(DATASET CONTENT Opens)

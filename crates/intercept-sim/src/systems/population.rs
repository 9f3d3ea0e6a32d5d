//! Population system: keeps the live threat count at its target.
//!
//! Every spawn draws from its own generator so that two engines started with
//! the same seed see the same threats in the same order, no matter how their
//! engagements diverge.

use hecs::World;
use rand::{Rng, SeedableRng};
use rand_chacha::ChaCha8Rng;
use tracing::debug;

use intercept_core::components::{Threat, ThreatStatus};
use intercept_core::config::{SimConfig, SpawnConfig};
use intercept_core::enums::*;
use intercept_core::events::SimEvent;
use intercept_core::types::Position;
use intercept_threat_ai::profiles::choose_pattern;

use crate::world_setup::{self, SpawnPlan};

/// User-adjustable spawn selection.
#[derive(Debug, Clone, Copy, Default, PartialEq)]
pub struct SpawnSelection {
    pub scenario: Scenario,
    pub class: ThreatClass,
    pub custom_pattern: MotionPattern,
}

/// Deterministic (when seeded) source of spawn plans.
#[derive(Debug, Clone)]
pub struct PopulationController {
    seed: Option<u64>,
    entropy: ChaCha8Rng,
    spawned: u32,
}

impl PopulationController {
    /// `None` draws every spawn seed from an entropy-seeded generator.
    pub fn new(seed: Option<u64>) -> Self {
        Self {
            seed,
            entropy: ChaCha8Rng::seed_from_u64(rand::random()),
            spawned: 0,
        }
    }

    pub fn seed(&self) -> Option<u64> {
        self.seed
    }

    /// Plan for spawn `index`, reproducible for a seeded controller.
    pub fn plan_for(
        &mut self,
        index: u32,
        spawn: &SpawnConfig,
        default_speed: f64,
        selection: &SpawnSelection,
    ) -> SpawnPlan {
        let spawn_seed = match self.seed {
            Some(seed) => seed.wrapping_add(u64::from(index).wrapping_mul(spawn.seed_stride)),
            None => self.entropy.gen(),
        };
        let mut rng = ChaCha8Rng::seed_from_u64(spawn_seed);
        plan_spawn(&mut rng, spawn, default_speed, selection)
    }

    /// Plan the next spawn and advance the index.
    pub fn next_plan(
        &mut self,
        spawn: &SpawnConfig,
        default_speed: f64,
        selection: &SpawnSelection,
    ) -> (u32, SpawnPlan) {
        let index = self.spawned;
        let plan = self.plan_for(index, spawn, default_speed, selection);
        self.spawned += 1;
        (index, plan)
    }
}

/// Draw a spawn on the ring around the defended point.
pub fn plan_spawn<R: Rng + ?Sized>(
    rng: &mut R,
    spawn: &SpawnConfig,
    default_speed: f64,
    selection: &SpawnSelection,
) -> SpawnPlan {
    let angle: f64 = rng.gen_range(0.0..std::f64::consts::TAU);
    let radius = uniform(rng, spawn.ring_min_radius, spawn.ring_max_radius);
    let height = uniform(rng, spawn.min_height, spawn.max_height);
    let position = Position::new(radius * angle.cos(), radius * angle.sin(), height);

    let aim_point = Position::new(
        uniform(rng, -spawn.aim_jitter, spawn.aim_jitter),
        uniform(rng, -spawn.aim_jitter, spawn.aim_jitter),
        0.0,
    );

    let speed = default_speed
        * match selection.class {
            ThreatClass::Missile => spawn.missile_speed_factor,
            ThreatClass::Drone => spawn.drone_speed_factor,
        };

    let pattern = choose_pattern(
        selection.scenario,
        selection.class,
        selection.custom_pattern,
        rng,
    );

    SpawnPlan {
        position,
        aim_point,
        speed,
        class: selection.class,
        pattern,
    }
}

/// `U[lo, hi)`, or `lo` for an empty interval.
fn uniform<R: Rng + ?Sized>(rng: &mut R, lo: f64, hi: f64) -> f64 {
    if hi > lo {
        rng.gen_range(lo..hi)
    } else {
        lo
    }
}

/// Spawn `count` threats unconditionally (the initial batch).
pub fn spawn_batch(
    world: &mut World,
    controller: &mut PopulationController,
    config: &SimConfig,
    selection: &SpawnSelection,
    count: u32,
    events: &mut Vec<SimEvent>,
) -> u32 {
    for _ in 0..count {
        spawn_one(world, controller, config, selection, events);
    }
    count
}

/// Top the live threat count up to `target`. Returns the number spawned.
pub fn run(
    world: &mut World,
    controller: &mut PopulationController,
    config: &SimConfig,
    selection: &SpawnSelection,
    target: u32,
    events: &mut Vec<SimEvent>,
) -> u32 {
    let live = live_threat_count(world);
    let missing = target.saturating_sub(live);
    spawn_batch(world, controller, config, selection, missing, events)
}

/// Active, not-destroyed threats.
pub fn live_threat_count(world: &World) -> u32 {
    world
        .query::<(&Threat, &ThreatStatus)>()
        .iter()
        .filter(|(_, (_, status))| status.active && !status.destroyed)
        .count() as u32
}

fn spawn_one(
    world: &mut World,
    controller: &mut PopulationController,
    config: &SimConfig,
    selection: &SpawnSelection,
    events: &mut Vec<SimEvent>,
) {
    let (serial, plan) = controller.next_plan(&config.spawn, config.default_speed, selection);
    world_setup::spawn_threat(world, serial, &plan, config.trail_length);
    debug!(
        serial,
        class = ?plan.class,
        pattern = ?plan.pattern,
        x = plan.position.x,
        y = plan.position.y,
        z = plan.position.z,
        "threat spawned"
    );
    events.push(SimEvent::ThreatSpawned {
        serial,
        class: plan.class,
        pattern: plan.pattern,
        position: plan.position,
    });
}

(DATASET CONTENT Closes)

» **WHAT TO WORK ON**: The expected result is a copy of each line in the records where "generator" appears.

» **TASK OUTPUT**:
//! Every spawn draws from its own generator so that two engines started with
    /// `None` draws every spawn seed from an entropy-seeded generator.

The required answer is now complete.